▶ _PROBLEM DESCRIPTION_
Select the lines below containing the word "CpError".
──────
use clap::Args;

use service::vfs_ops;

/// Copy an entry to a new path.
#[derive(Args, Debug, Clone)]
pub struct Cp {
    /// Account name
    pub account: String,

    /// Source virtual path
    pub src: String,

    /// Full destination virtual path
    pub dst: String,
}

#[derive(Debug, thiserror::Error)]
pub enum CpError {
    #[error(transparent)]
    Setup(#[from] crate::op::OpSetupError),
    #[error("copy failed: {0}")]
    Failed(#[from] service::VfsOpsError),
}

#[async_trait::async_trait]
impl crate::op::Op for Cp {
    type Error = CpError;
    type Output = String;

    async fn execute(&self, ctx: &crate::op::OpContext) -> Result<Self::Output, Self::Error> {
        let state = ctx.state().await?;
        let result = vfs_ops::copy_item(&self.src, &self.dst, &self.account, &state).await;
        state.shutdown().await;

        result?;
        Ok(format!("copied {} -> {}", self.src, self.dst))
    }
}
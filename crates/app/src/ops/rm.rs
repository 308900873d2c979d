use clap::Args;

use service::vfs_ops;

/// Delete an entry.
#[derive(Args, Debug, Clone)]
pub struct Rm {
    /// Account name
    pub account: String,

    /// Virtual path of the entry
    pub path: String,
}

#[derive(Debug, thiserror::Error)]
pub enum RmError {
    #[error(transparent)]
    Setup(#[from] crate::op::OpSetupError),
    #[error("delete failed: {0}")]
    Failed(#[from] service::VfsOpsError),
}

#[async_trait::async_trait]
impl crate::op::Op for Rm {
    type Error = RmError;
    type Output = String;

    async fn execute(&self, ctx: &crate::op::OpContext) -> Result<Self::Output, Self::Error> {
        let state = ctx.state().await?;
        let result = vfs_ops::delete_item(&self.path, &self.account, &state).await;
        state.shutdown().await;

        result?;
        Ok(format!("deleted {}", self.path))
    }
}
──────
▶ _OUTPUT FOR THIS EXERCISE_
pub enum CpError {
    type Error = CpError;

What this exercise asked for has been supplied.